We have certainly overlooked some obvious errors while checking the complete annotation from this stage , so these errors have to be fixed. More complex situations ( multidomain proteins, introns, no clear-cut similarity evidence, etc ) are more probably (very) poorly annotated at present time. This part can be estimated to about 20% of all K. lactis genes, and this is where a major effort should be concentrated. Here again, functional annotation should be attempted.
- A common source of error for beginner annotators is to believe that genes can overlap ( either on the same strand or on opposite strands). This kind of configuration is extremely unlikely, especially for overlaps on opposite strands. Here is an example of two "genes" overlapping: this was wrongly generated by automatic annotation. What can sometimes be seen on chromosome maps is that 2 good gene candidates (actually ORFs in fact) overlap by a small amount. This is mostly because the second "gene" does not begin at the real start codon. Remember that ORFs are defined as the longest possible open reading frame. Another, more frequent situation, occurs when a K. lactis gene is obviously longer than all other orthologs. Selecting the right start codon is a significant part of the job. A specific tool for finding alternate start codons has been designed for this purpose .

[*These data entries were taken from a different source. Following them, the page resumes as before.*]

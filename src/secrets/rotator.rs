//! The four-step rotation protocol: create, set, test, finish.
//!
//! Steps are driven from outside, one event per step, and any of them may
//! be retried. Every step is written so that replaying it is harmless. The
//! rotation token names the version being rotated in.

use std::sync::Arc;

use async_trait::async_trait;
use tracing::instrument;

use super::error::{BoxError, RotationError};
use super::store::SecretStore;
use super::types::{RandomValueSpec, SecretString, SecretValue, VersionStage};

pub type Result<T> = std::result::Result<T, RotationError>;

/// Propagates a pending secret to whatever consumes it downstream.
#[async_trait]
pub trait SecretApplier: Send + Sync {
    async fn apply(&self, current: &SecretString, pending: &SecretString) -> std::result::Result<(), BoxError>;
}

/// Checks that downstream consumers accept the pending secret.
#[async_trait]
pub trait SecretTester: Send + Sync {
    async fn test(&self, pending: &SecretString) -> std::result::Result<(), BoxError>;
}

#[async_trait]
pub trait Rotator: Send + Sync {
    /// Fails with [`RotationError::Disabled`] when the secret does not rotate.
    async fn rotation_enabled(&self, secret_id: &str) -> Result<()>;

    async fn create(&self, secret_id: &str, token: &str) -> Result<()>;

    async fn set(&self, secret_id: &str, token: &str, applier: Option<&dyn SecretApplier>) -> Result<()>;

    async fn test(&self, secret_id: &str, token: &str, tester: Option<&dyn SecretTester>) -> Result<()>;

    async fn finish(&self, secret_id: &str, token: &str) -> Result<()>;
}

/// Rotator that drives a [`SecretStore`].
pub struct DefaultRotator {
    store: Arc<dyn SecretStore>,
}

impl DefaultRotator {
    pub fn new(store: Arc<dyn SecretStore>) -> Self {
        Self { store }
    }

    /// Pending version for `token`, or `None` when the lookup fails for any
    /// reason.
    async fn pending_for(&self, secret_id: &str, token: &str) -> Option<SecretValue> {
        match self.store.get_secret_value(secret_id, VersionStage::Pending, Some(token)).await {
            Ok(pending) => Some(pending),
            Err(e) => {
                tracing::debug!(secret_id = %secret_id, error = %e, "No pending version for token, skipping step");
                None
            }
        }
    }
}

/// Unwrap errors that already belong to the rotation domain, box the rest.
fn callback_error(e: BoxError) -> RotationError {
    match e.downcast::<RotationError>() {
        Ok(rotation) => *rotation,
        Err(other) => RotationError::Callback(other),
    }
}

#[async_trait]
impl Rotator for DefaultRotator {
    #[instrument(skip(self))]
    async fn rotation_enabled(&self, secret_id: &str) -> Result<()> {
        let description = self.store.describe_secret(secret_id).await?;
        if !description.rotation_enabled {
            return Err(RotationError::disabled(secret_id));
        }
        Ok(())
    }

    #[instrument(skip(self))]
    async fn create(&self, secret_id: &str, token: &str) -> Result<()> {
        // The secret must already have a value to rotate away from.
        self.store.get_secret_value(secret_id, VersionStage::Current, None).await?;

        match self.store.get_secret_value(secret_id, VersionStage::Pending, Some(token)).await {
            Ok(_) => {
                tracing::info!(secret_id = %secret_id, "Pending version already exists for token");
                return Ok(());
            }
            Err(e) if e.is_not_found() => {}
            Err(e) => return Err(e.into()),
        }

        let value = self.store.generate_random_value(&RandomValueSpec::default()).await?;
        self.store.put_secret_value(secret_id, Some(token), &[VersionStage::Pending], &value).await?;

        tracing::info!(secret_id = %secret_id, "Created pending secret version");
        Ok(())
    }

    #[instrument(skip(self, applier))]
    async fn set(&self, secret_id: &str, token: &str, applier: Option<&dyn SecretApplier>) -> Result<()> {
        let Some(applier) = applier else {
            return Ok(());
        };
        let Some(pending) = self.pending_for(secret_id, token).await else {
            return Ok(());
        };

        let current = self.store.get_secret_value(secret_id, VersionStage::Current, None).await?;
        applier.apply(&current.value, &pending.value).await.map_err(callback_error)?;

        tracing::info!(secret_id = %secret_id, "Applied pending secret downstream");
        Ok(())
    }

    #[instrument(skip(self, tester))]
    async fn test(&self, secret_id: &str, token: &str, tester: Option<&dyn SecretTester>) -> Result<()> {
        let Some(tester) = tester else {
            return Ok(());
        };
        let Some(pending) = self.pending_for(secret_id, token).await else {
            return Ok(());
        };

        tester.test(&pending.value).await.map_err(callback_error)?;

        tracing::info!(secret_id = %secret_id, "Pending secret passed downstream test");
        Ok(())
    }

    #[instrument(skip(self))]
    async fn finish(&self, secret_id: &str, token: &str) -> Result<()> {
        let description = self.store.describe_secret(secret_id).await?;

        let holder = description.version_with_stage(VersionStage::Current);
        if holder == Some(token) {
            tracing::info!(secret_id = %secret_id, "Token already holds the current stage");
            return Ok(());
        }

        self.store.update_secret_version_stage(secret_id, VersionStage::Current, token, holder).await?;

        tracing::info!(secret_id = %secret_id, previous_version = ?holder, "Promoted pending version to current");
        Ok(())
    }
}

#[cfg(test)]
mod tests {
    use super::*;
    use crate::secrets::testing::{Reply, ScriptedStore};
    use crate::secrets::{SecretDescription, StoreError};
    use std::collections::HashMap;
    use std::sync::Mutex;

    const SECRET: &str = "arn:aws:secretsmanager:eu-west-1:123456789012:secret/fake";
    const TOKEN: &str = "f7d3a1c2-rotation";

    fn rotator(store: &Arc<ScriptedStore>) -> DefaultRotator {
        DefaultRotator::new(store.clone())
    }

    fn described(rotation_enabled: bool, versions: &[(&str, VersionStage)]) -> SecretDescription {
        let mut version_to_stages: HashMap<String, Vec<VersionStage>> = HashMap::new();
        for (version, stage) in versions {
            version_to_stages.entry(version.to_string()).or_default().push(*stage);
        }
        SecretDescription { rotation_enabled, version_to_stages }
    }

    #[derive(Default)]
    struct RecordingApplier {
        seen: Mutex<Vec<(String, String)>>,
        fail: bool,
    }

    #[async_trait]
    impl SecretApplier for RecordingApplier {
        async fn apply(&self, current: &SecretString, pending: &SecretString) -> std::result::Result<(), BoxError> {
            self.seen
                .lock()
                .unwrap()
                .push((current.expose_secret().to_string(), pending.expose_secret().to_string()));
            if self.fail {
                return Err("distribution update failed".into());
            }
            Ok(())
        }
    }

    struct RejectingTester;

    #[async_trait]
    impl SecretTester for RejectingTester {
        async fn test(&self, _pending: &SecretString) -> std::result::Result<(), BoxError> {
            Err(Box::new(RotationError::test_failed("header mismatch")))
        }
    }

    #[tokio::test]
    async fn test_rotation_enabled() {
        let store = Arc::new(ScriptedStore::new().describe(described(true, &[])));
        assert!(rotator(&store).rotation_enabled(SECRET).await.is_ok());

        let store = Arc::new(ScriptedStore::new().describe(described(false, &[])));
        let err = rotator(&store).rotation_enabled(SECRET).await.unwrap_err();
        assert!(matches!(err, RotationError::Disabled { .. }));
        assert!(err.to_string().contains(SECRET));
    }

    #[tokio::test]
    async fn test_rotation_enabled_propagates_store_error() {
        let store = Arc::new(ScriptedStore::new());
        let err = rotator(&store).rotation_enabled(SECRET).await.unwrap_err();
        assert!(matches!(err, RotationError::Store(StoreError::NotFound { .. })));
    }

    #[tokio::test]
    async fn test_create_generates_when_no_pending() {
        let store = Arc::new(ScriptedStore::new().reply(VersionStage::Current, Reply::value("current")));

        rotator(&store).create(SECRET, TOKEN).await.unwrap();

        assert_eq!(store.generate_calls(), 1);
        assert_eq!(store.put_calls(), 1);
        let puts = store.puts.lock().unwrap();
        let (version, stages, value) = &puts[0];
        assert_eq!(version.as_deref(), Some(TOKEN));
        assert_eq!(stages, &vec![VersionStage::Pending]);
        assert_eq!(value.len(), 64);
    }

    #[tokio::test]
    async fn test_create_replay_is_noop() {
        let store = Arc::new(
            ScriptedStore::new()
                .reply(VersionStage::Current, Reply::value("current"))
                .reply(VersionStage::Pending, Reply::value("pending")),
        );

        rotator(&store).create(SECRET, TOKEN).await.unwrap();

        assert_eq!(store.generate_calls(), 0);
        assert_eq!(store.put_calls(), 0);
        assert!(store
            .requested_versions()
            .contains(&(VersionStage::Pending, Some(TOKEN.to_string()))));
    }

    #[tokio::test]
    async fn test_create_requires_current() {
        let store = Arc::new(ScriptedStore::new());

        let err = rotator(&store).create(SECRET, TOKEN).await.unwrap_err();

        assert!(matches!(err, RotationError::Store(StoreError::NotFound { .. })));
        assert_eq!(store.generate_calls(), 0);
    }

    #[tokio::test]
    async fn test_create_propagates_pending_failure() {
        let store = Arc::new(
            ScriptedStore::new()
                .reply(VersionStage::Current, Reply::value("current"))
                .reply(VersionStage::Pending, Reply::Fail("throttled")),
        );

        let err = rotator(&store).create(SECRET, TOKEN).await.unwrap_err();

        assert!(matches!(err, RotationError::Store(StoreError::ConnectionFailed { .. })));
        assert_eq!(store.put_calls(), 0);
    }

    #[tokio::test]
    async fn test_set_without_applier_makes_no_calls() {
        let store = Arc::new(ScriptedStore::new());
        rotator(&store).set(SECRET, TOKEN, None).await.unwrap();
        assert_eq!(store.total_calls(), 0);
    }

    #[tokio::test]
    async fn test_set_passes_current_and_pending() {
        let store = Arc::new(
            ScriptedStore::new()
                .reply(VersionStage::Current, Reply::value("current"))
                .reply(VersionStage::Pending, Reply::value("pending")),
        );
        let applier = RecordingApplier::default();

        rotator(&store).set(SECRET, TOKEN, Some(&applier)).await.unwrap();

        assert_eq!(applier.seen.lock().unwrap().as_slice(), &[("current".to_string(), "pending".to_string())]);
    }

    #[tokio::test]
    async fn test_set_skips_when_pending_missing() {
        let store = Arc::new(ScriptedStore::new().reply(VersionStage::Current, Reply::value("current")));
        let applier = RecordingApplier::default();

        rotator(&store).set(SECRET, TOKEN, Some(&applier)).await.unwrap();

        assert!(applier.seen.lock().unwrap().is_empty());
        assert_eq!(store.get_calls_for(VersionStage::Current), 0);
    }

    #[tokio::test]
    async fn test_set_propagates_current_failure() {
        let store = Arc::new(
            ScriptedStore::new()
                .reply(VersionStage::Current, Reply::Fail("throttled"))
                .reply(VersionStage::Pending, Reply::value("pending")),
        );
        let applier = RecordingApplier::default();

        let err = rotator(&store).set(SECRET, TOKEN, Some(&applier)).await.unwrap_err();

        assert!(matches!(err, RotationError::Store(_)));
        assert!(applier.seen.lock().unwrap().is_empty());
    }

    #[tokio::test]
    async fn test_set_propagates_applier_error() {
        let store = Arc::new(
            ScriptedStore::new()
                .reply(VersionStage::Current, Reply::value("current"))
                .reply(VersionStage::Pending, Reply::value("pending")),
        );
        let applier = RecordingApplier { fail: true, ..Default::default() };

        let err = rotator(&store).set(SECRET, TOKEN, Some(&applier)).await.unwrap_err();

        assert!(matches!(err, RotationError::Callback(_)));
        assert_eq!(err.to_string(), "distribution update failed");
    }

    #[tokio::test]
    async fn test_test_step() {
        let store = Arc::new(ScriptedStore::new().reply(VersionStage::Pending, Reply::value("pending")));

        rotator(&store).test(SECRET, TOKEN, None).await.unwrap();
        assert_eq!(store.total_calls(), 0);

        let err = rotator(&store).test(SECRET, TOKEN, Some(&RejectingTester)).await.unwrap_err();
        assert!(matches!(err, RotationError::TestFailed { .. }));
    }

    #[tokio::test]
    async fn test_test_skips_when_pending_missing() {
        let store = Arc::new(ScriptedStore::new());
        rotator(&store).test(SECRET, TOKEN, Some(&RejectingTester)).await.unwrap();
    }

    #[tokio::test]
    async fn test_finish_already_current() {
        let store = Arc::new(
            ScriptedStore::new()
                .describe(described(true, &[(TOKEN, VersionStage::Current), ("v0", VersionStage::Previous)])),
        );

        rotator(&store).finish(SECRET, TOKEN).await.unwrap();

        assert_eq!(store.update_calls(), 0);
    }

    #[tokio::test]
    async fn test_finish_moves_current_from_holder() {
        let store = Arc::new(ScriptedStore::new().describe(described(
            true,
            &[("v1", VersionStage::Current), (TOKEN, VersionStage::Pending)],
        )));

        rotator(&store).finish(SECRET, TOKEN).await.unwrap();

        let updates = store.updates.lock().unwrap();
        assert_eq!(updates.len(), 1);
        assert_eq!(updates[0], (VersionStage::Current, TOKEN.to_string(), Some("v1".to_string())));
    }
}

You are now ready to start annotating:

Making your decision
Start working on the chromosome that you have chosen. Open the chromosome map ( which starts at position 1 ) and start travelling along the sequence. Select a coloring scheme (see above) that fits you needs . The maps are opened by default with a "SWISSPROT+trEMBL" hits coloring coloring scheme which provides the most complete similarity database.
Boxed ORFs are genes already annotated from the automatic annotation stage . Push the "New annotations" button to see all annotations pertaining to any particular element.
Select an element and examine results from hits in sequence databases by pushing the appropriate button (see CONTROLS above). You can also retrieve the ORF's sequence and use it with your own tools: just click on the ORF in the map. Check the coding probability of the selected ORF by using the "HMM prediction" coloring scheme. The different coloring schemes will help you focus on meaningful ORFs ( those with a significant hit in any particular database).
Don't waste your time on white or blue, box-less, small ORFs ! They are probably only "shadows".
Don't waste your time on small box-less colored (red , blue or green ) ORFs overlapping completely with a longer gene (boxed ORF)They are probably only "shadows"
Pay attention to differences between gene lengths in Blast results: they are often a useful guide to figure out the correct start codon.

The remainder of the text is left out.